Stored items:
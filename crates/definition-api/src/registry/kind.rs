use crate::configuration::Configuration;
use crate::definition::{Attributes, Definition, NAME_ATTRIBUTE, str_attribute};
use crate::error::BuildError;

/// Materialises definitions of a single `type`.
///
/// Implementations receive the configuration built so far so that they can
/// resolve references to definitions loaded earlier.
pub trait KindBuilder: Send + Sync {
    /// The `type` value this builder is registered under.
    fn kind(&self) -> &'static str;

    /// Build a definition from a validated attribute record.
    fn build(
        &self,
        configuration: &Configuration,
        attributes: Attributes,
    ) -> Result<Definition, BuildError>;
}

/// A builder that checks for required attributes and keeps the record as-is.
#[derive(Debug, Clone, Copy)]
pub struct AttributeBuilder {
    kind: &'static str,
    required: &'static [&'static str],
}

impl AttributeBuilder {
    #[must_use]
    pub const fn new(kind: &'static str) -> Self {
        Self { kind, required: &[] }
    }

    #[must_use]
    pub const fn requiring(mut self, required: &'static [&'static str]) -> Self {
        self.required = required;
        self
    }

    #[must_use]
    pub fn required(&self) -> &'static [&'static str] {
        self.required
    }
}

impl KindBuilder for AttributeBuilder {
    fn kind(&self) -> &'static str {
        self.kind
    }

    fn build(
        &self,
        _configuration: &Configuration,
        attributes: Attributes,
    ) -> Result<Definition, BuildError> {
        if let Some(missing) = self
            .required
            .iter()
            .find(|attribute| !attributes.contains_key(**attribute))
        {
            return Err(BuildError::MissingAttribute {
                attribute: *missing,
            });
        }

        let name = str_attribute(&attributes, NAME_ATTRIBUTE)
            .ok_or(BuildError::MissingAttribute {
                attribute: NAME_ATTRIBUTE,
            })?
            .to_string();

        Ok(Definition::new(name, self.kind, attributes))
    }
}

* * *

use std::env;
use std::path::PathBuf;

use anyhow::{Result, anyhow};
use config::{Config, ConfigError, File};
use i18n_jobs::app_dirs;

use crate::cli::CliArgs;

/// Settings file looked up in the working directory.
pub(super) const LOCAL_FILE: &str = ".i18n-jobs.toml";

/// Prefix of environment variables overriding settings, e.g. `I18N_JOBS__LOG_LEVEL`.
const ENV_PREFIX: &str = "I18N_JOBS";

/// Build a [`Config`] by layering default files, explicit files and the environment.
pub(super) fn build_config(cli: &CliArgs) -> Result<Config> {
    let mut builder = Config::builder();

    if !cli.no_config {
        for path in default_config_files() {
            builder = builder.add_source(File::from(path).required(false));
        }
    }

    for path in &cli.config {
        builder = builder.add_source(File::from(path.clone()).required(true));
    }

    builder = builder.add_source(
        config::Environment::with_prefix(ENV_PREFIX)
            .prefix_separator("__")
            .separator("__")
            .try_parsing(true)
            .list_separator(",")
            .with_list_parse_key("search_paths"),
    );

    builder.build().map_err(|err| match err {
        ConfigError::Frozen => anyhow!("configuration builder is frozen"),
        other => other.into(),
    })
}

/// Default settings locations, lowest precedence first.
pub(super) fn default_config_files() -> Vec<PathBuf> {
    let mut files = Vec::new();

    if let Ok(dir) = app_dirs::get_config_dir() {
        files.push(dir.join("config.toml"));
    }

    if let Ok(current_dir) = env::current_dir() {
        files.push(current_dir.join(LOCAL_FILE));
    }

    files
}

## [To do]
Each line that includes the string "static" should be copied from the data.

## [Answer to the problem]
    fn kind(&self) -> &'static str;
    kind: &'static str,
    required: &'static [&'static str],
    pub const fn new(kind: &'static str) -> Self {
    pub const fn requiring(mut self, required: &'static [&'static str]) -> Self {
    pub fn required(&self) -> &'static [&'static str] {
    fn kind(&self) -> &'static str {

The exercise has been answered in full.